[TASK DESCRIPTION] Reproduce each line of the material precisely.

[STUDY MATERIAL]
--
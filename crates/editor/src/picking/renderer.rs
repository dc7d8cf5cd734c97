use idpick_engine::Result;
use nalgebra::{Matrix4, Point2};

use super::codec::PickColor;
use super::handle::Handle;
use super::readback::PixelSource;

/// Size of the area a pick renders into, in pixels
#[derive(Clone, Copy, Debug, PartialEq, Eq)]
pub struct ViewportSize {
    pub width: u32,
    pub height: u32,
}

impl ViewportSize {
    pub const fn new(width: u32, height: u32) -> Self {
        Self { width, height }
    }

    pub fn is_empty(&self) -> bool {
        self.width == 0 || self.height == 0
    }

    pub fn aspect(&self) -> f32 {
        self.width.max(1) as f32 / self.height.max(1) as f32
    }

    /// Prefer the drawable rect the host reports, otherwise fall back to the full viewport
    pub fn resolve(drawable: Option<ViewportSize>, full: ViewportSize) -> ViewportSize {
        match drawable {
            Some(size) => size,
            None => {
                log::warn!(
                    "No drawable rect for pick, using full viewport {}x{}",
                    full.width,
                    full.height
                );
                full
            }
        }
    }
}

#[derive(Clone, Copy, Debug, PartialEq)]
pub struct PickCamera {
    pub view: Matrix4<f32>,
    pub projection: Matrix4<f32>,
}

impl PickCamera {
    pub fn view_projection(&self) -> Matrix4<f32> {
        self.projection * self.view
    }
}

/// An entity as the pick pass sees it. `mesh` is `None` while geometry is still loading.
pub struct PickEntity<'a, M> {
    pub handle: Handle,
    pub world_transform: Matrix4<f32>,
    pub mesh: Option<&'a M>,
}

pub struct PickDraw<'a, M> {
    pub mesh: &'a M,
    pub model: Matrix4<f32>,
    pub color: PickColor,
}

/// One click or key press, in viewport-local pixels with the origin top-left
#[derive(Clone, Copy, Debug, PartialEq)]
pub struct PickTrigger {
    pub mouse: Point2<f32>,
    pub viewport: ViewportSize,
}

/// Backend that draws pick colors into an off-screen target and reads them back.
pub trait PickRenderer: PixelSource + Sized {
    type Mesh;
    /// Whatever the backend needs from the host to create itself
    type Context;

    fn create(context: &Self::Context) -> Result<Self>;

    /// True once the graphics context this renderer was created from is gone
    fn is_stale(&self, context: &Self::Context) -> bool;

    /// Allocate the target at exactly this size, reusing it if it already matches
    fn ensure_target(&mut self, width: u32, height: u32) -> Result<()>;

    fn target_size(&self) -> Option<(u32, u32)>;

    /// Clear to the sentinel and far depth, then draw every entry with depth testing
    fn render(&mut self, camera: &PickCamera, draws: &[PickDraw<'_, Self::Mesh>]) -> Result<()>;
}

#[cfg(test)]
mod tests {
    use super::*;

    #[test]
    fn test_resolve_prefers_drawable() {
        let size = ViewportSize::resolve(
            Some(ViewportSize::new(320, 200)),
            ViewportSize::new(640, 480),
        );
        assert_eq!(size, ViewportSize::new(320, 200));
    }

    #[test]
    fn test_resolve_falls_back_to_full() {
        let size = ViewportSize::resolve(None, ViewportSize::new(640, 480));
        assert_eq!(size, ViewportSize::new(640, 480));
    }

    #[test]
    fn test_empty_viewport() {
        assert!(ViewportSize::new(0, 10).is_empty());
        assert!(!ViewportSize::new(1, 1).is_empty());
        assert_eq!(ViewportSize::new(0, 0).aspect(), 1.0);
    }
}
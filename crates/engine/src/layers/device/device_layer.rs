use crate::prelude::*;

/// Layer that initializes the GPU device, queue, and surface.
/// This must run before RenderLayer but doesn't need to do anything during frame rendering.
pub struct DeviceLayer;

impl DeviceLayer {
    pub fn new(context: &LayerContext) -> Self {
        let size = context.window.inner_size();

        let instance = wgpu::Instance::new(&wgpu::InstanceDescriptor {
            #[cfg(not(target_arch = "wasm32"))]
            backends: wgpu::Backends::PRIMARY,
            #[cfg(target_arch = "wasm32")]
            backends: wgpu::Backends::GL,
            ..Default::default()
        });

        let surface = instance
            .create_surface(context.window.clone())
            .expect("Failed to create window surface");

        let adapter = pollster::block_on(instance.request_adapter(&wgpu::RequestAdapterOptions {
            power_preference: wgpu::PowerPreference::default(),
            compatible_surface: Some(&surface),
            force_fallback_adapter: false,
        }))
        .expect("No compatible GPU adapter found");

        let (device, queue) = pollster::block_on(adapter.request_device(&wgpu::DeviceDescriptor {
            label: None,
            required_features: wgpu::Features::empty(),
            experimental_features: wgpu::ExperimentalFeatures::disabled(),
            required_limits: if cfg!(target_arch = "wasm32") {
                wgpu::Limits::downlevel_webgl2_defaults()
            } else {
                wgpu::Limits::default()
            },
            memory_hints: Default::default(),
            trace: wgpu::Trace::Off,
        }))
        .expect("Failed to create GPU device");

        // Store everything in world resources
        let mut world = context.world.lock().unwrap();

        // Bumped on every (re)creation so long-lived GPU resources can notice the reset
        let generation = world
            .get_resource::<GraphicsGeneration>()
            .map_or(0, |generation| generation.0 + 1);
        log::info!(
            "Created GPU device on {} (graphics generation {})",
            adapter.get_info().name,
            generation
        );

        world.insert_resource(GpuDevice(device));
        world.insert_resource(GpuQueue(queue));
        world.insert_resource(GraphicsGeneration(generation));
        world.insert_resource(GpuAdapter(Some(adapter)));
        world.insert_resource(GpuSurface(Some(surface)));
        world.insert_resource(WindowSize {
            width: size.width.max(1),
            height: size.height.max(1),
        });

        Self
    }
}

impl Layer for DeviceLayer {
    fn frame(&mut self, _context: &LayerContext) -> std::result::Result<(), wgpu::SurfaceError> {
        Ok(())
    }

    fn detach(&mut self, _context: &LayerContext) {}
}
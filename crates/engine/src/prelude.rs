pub use crate::components::*;
pub use crate::gpu_component::*;
pub use crate::input::InputState;
pub use crate::{Layer, LayerContext, LayerEvent, Result, World};

pub use bevy_ecs::prelude::*;
pub use encase::ShaderType;
pub use nalgebra::{
    Isometry3, Matrix4, Perspective3, Point2, Point3, UnitQuaternion, Vector2, Vector3, Vector4,
};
--
[THE COMPLETED TASK]
filename crates/editor/src/picking/renderer.rs
repository dc7d8cf5cd734c97
use idpick_engine::Result;
use nalgebra::{Matrix4, Point2};

use super::codec::PickColor;
use super::handle::Handle;
use super::readback::PixelSource;

/// Size of the area a pick renders into, in pixels
#[derive(Clone, Copy, Debug, PartialEq, Eq)]
pub struct ViewportSize {
    pub width: u32,
    pub height: u32,
}

impl ViewportSize {
    pub const fn new(width: u32, height: u32) -> Self {
        Self { width, height }
    }

    pub fn is_empty(&self) -> bool {
        self.width == 0 || self.height == 0
    }

    pub fn aspect(&self) -> f32 {
        self.width.max(1) as f32 / self.height.max(1) as f32
    }

    /// Prefer the drawable rect the host reports, otherwise fall back to the full viewport
    pub fn resolve(drawable: Option<ViewportSize>, full: ViewportSize) -> ViewportSize {
        match drawable {
            Some(size) => size,
            None => {
                log::warn!(
                    "No drawable rect for pick, using full viewport {}x{}",
                    full.width,
                    full.height
                );
                full
            }
        }
    }
}

#[derive(Clone, Copy, Debug, PartialEq)]
pub struct PickCamera {
    pub view: Matrix4<f32>,
    pub projection: Matrix4<f32>,
}

impl PickCamera {
    pub fn view_projection(&self) -> Matrix4<f32> {
        self.projection * self.view
    }
}

/// An entity as the pick pass sees it. `mesh` is `None` while geometry is still loading.
pub struct PickEntity<'a, M> {
    pub handle: Handle,
    pub world_transform: Matrix4<f32>,
    pub mesh: Option<&'a M>,
}

pub struct PickDraw<'a, M> {
    pub mesh: &'a M,
    pub model: Matrix4<f32>,
    pub color: PickColor,
}

/// One click or key press, in viewport-local pixels with the origin top-left
#[derive(Clone, Copy, Debug, PartialEq)]
pub struct PickTrigger {
    pub mouse: Point2<f32>,
    pub viewport: ViewportSize,
}

/// Backend that draws pick colors into an off-screen target and reads them back.
pub trait PickRenderer: PixelSource + Sized {
    type Mesh;
    /// Whatever the backend needs from the host to create itself
    type Context;

    fn create(context: &Self::Context) -> Result<Self>;

    /// True once the graphics context this renderer was created from is gone
    fn is_stale(&self, context: &Self::Context) -> bool;

    /// Allocate the target at exactly this size, reusing it if it already matches
    fn ensure_target(&mut self, width: u32, height: u32) -> Result<()>;

    fn target_size(&self) -> Option<(u32, u32)>;

    /// Clear to the sentinel and far depth, then draw every entry with depth testing
    fn render(&mut self, camera: &PickCamera, draws: &[PickDraw<'_, Self::Mesh>]) -> Result<()>;
}

#[cfg(test)]
mod tests {
    use super::*;

    #[test]
    fn test_resolve_prefers_drawable() {
        let size = ViewportSize::resolve(
            Some(ViewportSize::new(320, 200)),
            ViewportSize::new(640, 480),
        );
        assert_eq!(size, ViewportSize::new(320, 200));
    }

    #[test]
    fn test_resolve_falls_back_to_full() {
        let size = ViewportSize::resolve(None, ViewportSize::new(640, 480));
        assert_eq!(size, ViewportSize::new(640, 480));
    }

    #[test]
    fn test_empty_viewport() {
        assert!(ViewportSize::new(0, 10).is_empty());
        assert!(!ViewportSize::new(1, 1).is_empty());
        assert_eq!(ViewportSize::new(0, 0).aspect(), 1.0);
    }
}
filename crates/engine/src/layers/device/device_layer.rs
use crate::prelude::*;

/// Layer that initializes the GPU device, queue, and surface.
/// This must run before RenderLayer but doesn't need to do anything during frame rendering.
pub struct DeviceLayer;

impl DeviceLayer {
    pub fn new(context: &LayerContext) -> Self {
        let size = context.window.inner_size();

        let instance = wgpu::Instance::new(&wgpu::InstanceDescriptor {
            #[cfg(not(target_arch = "wasm32"))]
            backends: wgpu::Backends::PRIMARY,
            #[cfg(target_arch = "wasm32")]
            backends: wgpu::Backends::GL,
            ..Default::default()
        });

        let surface = instance
            .create_surface(context.window.clone())
            .expect("Failed to create window surface");

        let adapter = pollster::block_on(instance.request_adapter(&wgpu::RequestAdapterOptions {
            power_preference: wgpu::PowerPreference::default(),
            compatible_surface: Some(&surface),
            force_fallback_adapter: false,
        }))
        .expect("No compatible GPU adapter found");

        let (device, queue) = pollster::block_on(adapter.request_device(&wgpu::DeviceDescriptor {
            label: None,
            required_features: wgpu::Features::empty(),
            experimental_features: wgpu::ExperimentalFeatures::disabled(),
            required_limits: if cfg!(target_arch = "wasm32") {
                wgpu::Limits::downlevel_webgl2_defaults()
            } else {
                wgpu::Limits::default()
            },
            memory_hints: Default::default(),
            trace: wgpu::Trace::Off,
        }))
        .expect("Failed to create GPU device");

        // Store everything in world resources
        let mut world = context.world.lock().unwrap();

        // Bumped on every (re)creation so long-lived GPU resources can notice the reset
        let generation = world
            .get_resource::<GraphicsGeneration>()
            .map_or(0, |generation| generation.0 + 1);
        log::info!(
            "Created GPU device on {} (graphics generation {})",
            adapter.get_info().name,
            generation
        );

        world.insert_resource(GpuDevice(device));
        world.insert_resource(GpuQueue(queue));
        world.insert_resource(GraphicsGeneration(generation));
        world.insert_resource(GpuAdapter(Some(adapter)));
        world.insert_resource(GpuSurface(Some(surface)));
        world.insert_resource(WindowSize {
            width: size.width.max(1),
            height: size.height.max(1),
        });

        Self
    }
}

impl Layer for DeviceLayer {
    fn frame(&mut self, _context: &LayerContext) -> std::result::Result<(), wgpu::SurfaceError> {
        Ok(())
    }

    fn detach(&mut self, _context: &LayerContext) {}
}
filename crates/engine/src/prelude.rs
pub use crate::components::*;
pub use crate::gpu_component::*;
pub use crate::input::InputState;
pub use crate::{Layer, LayerContext, LayerEvent, Result, World};

pub use bevy_ecs::prelude::*;
pub use encase::ShaderType;
pub use nalgebra::{
    Isometry3, Matrix4, Perspective3, Point2, Point3, UnitQuaternion, Vector2, Vector3, Vector4,
};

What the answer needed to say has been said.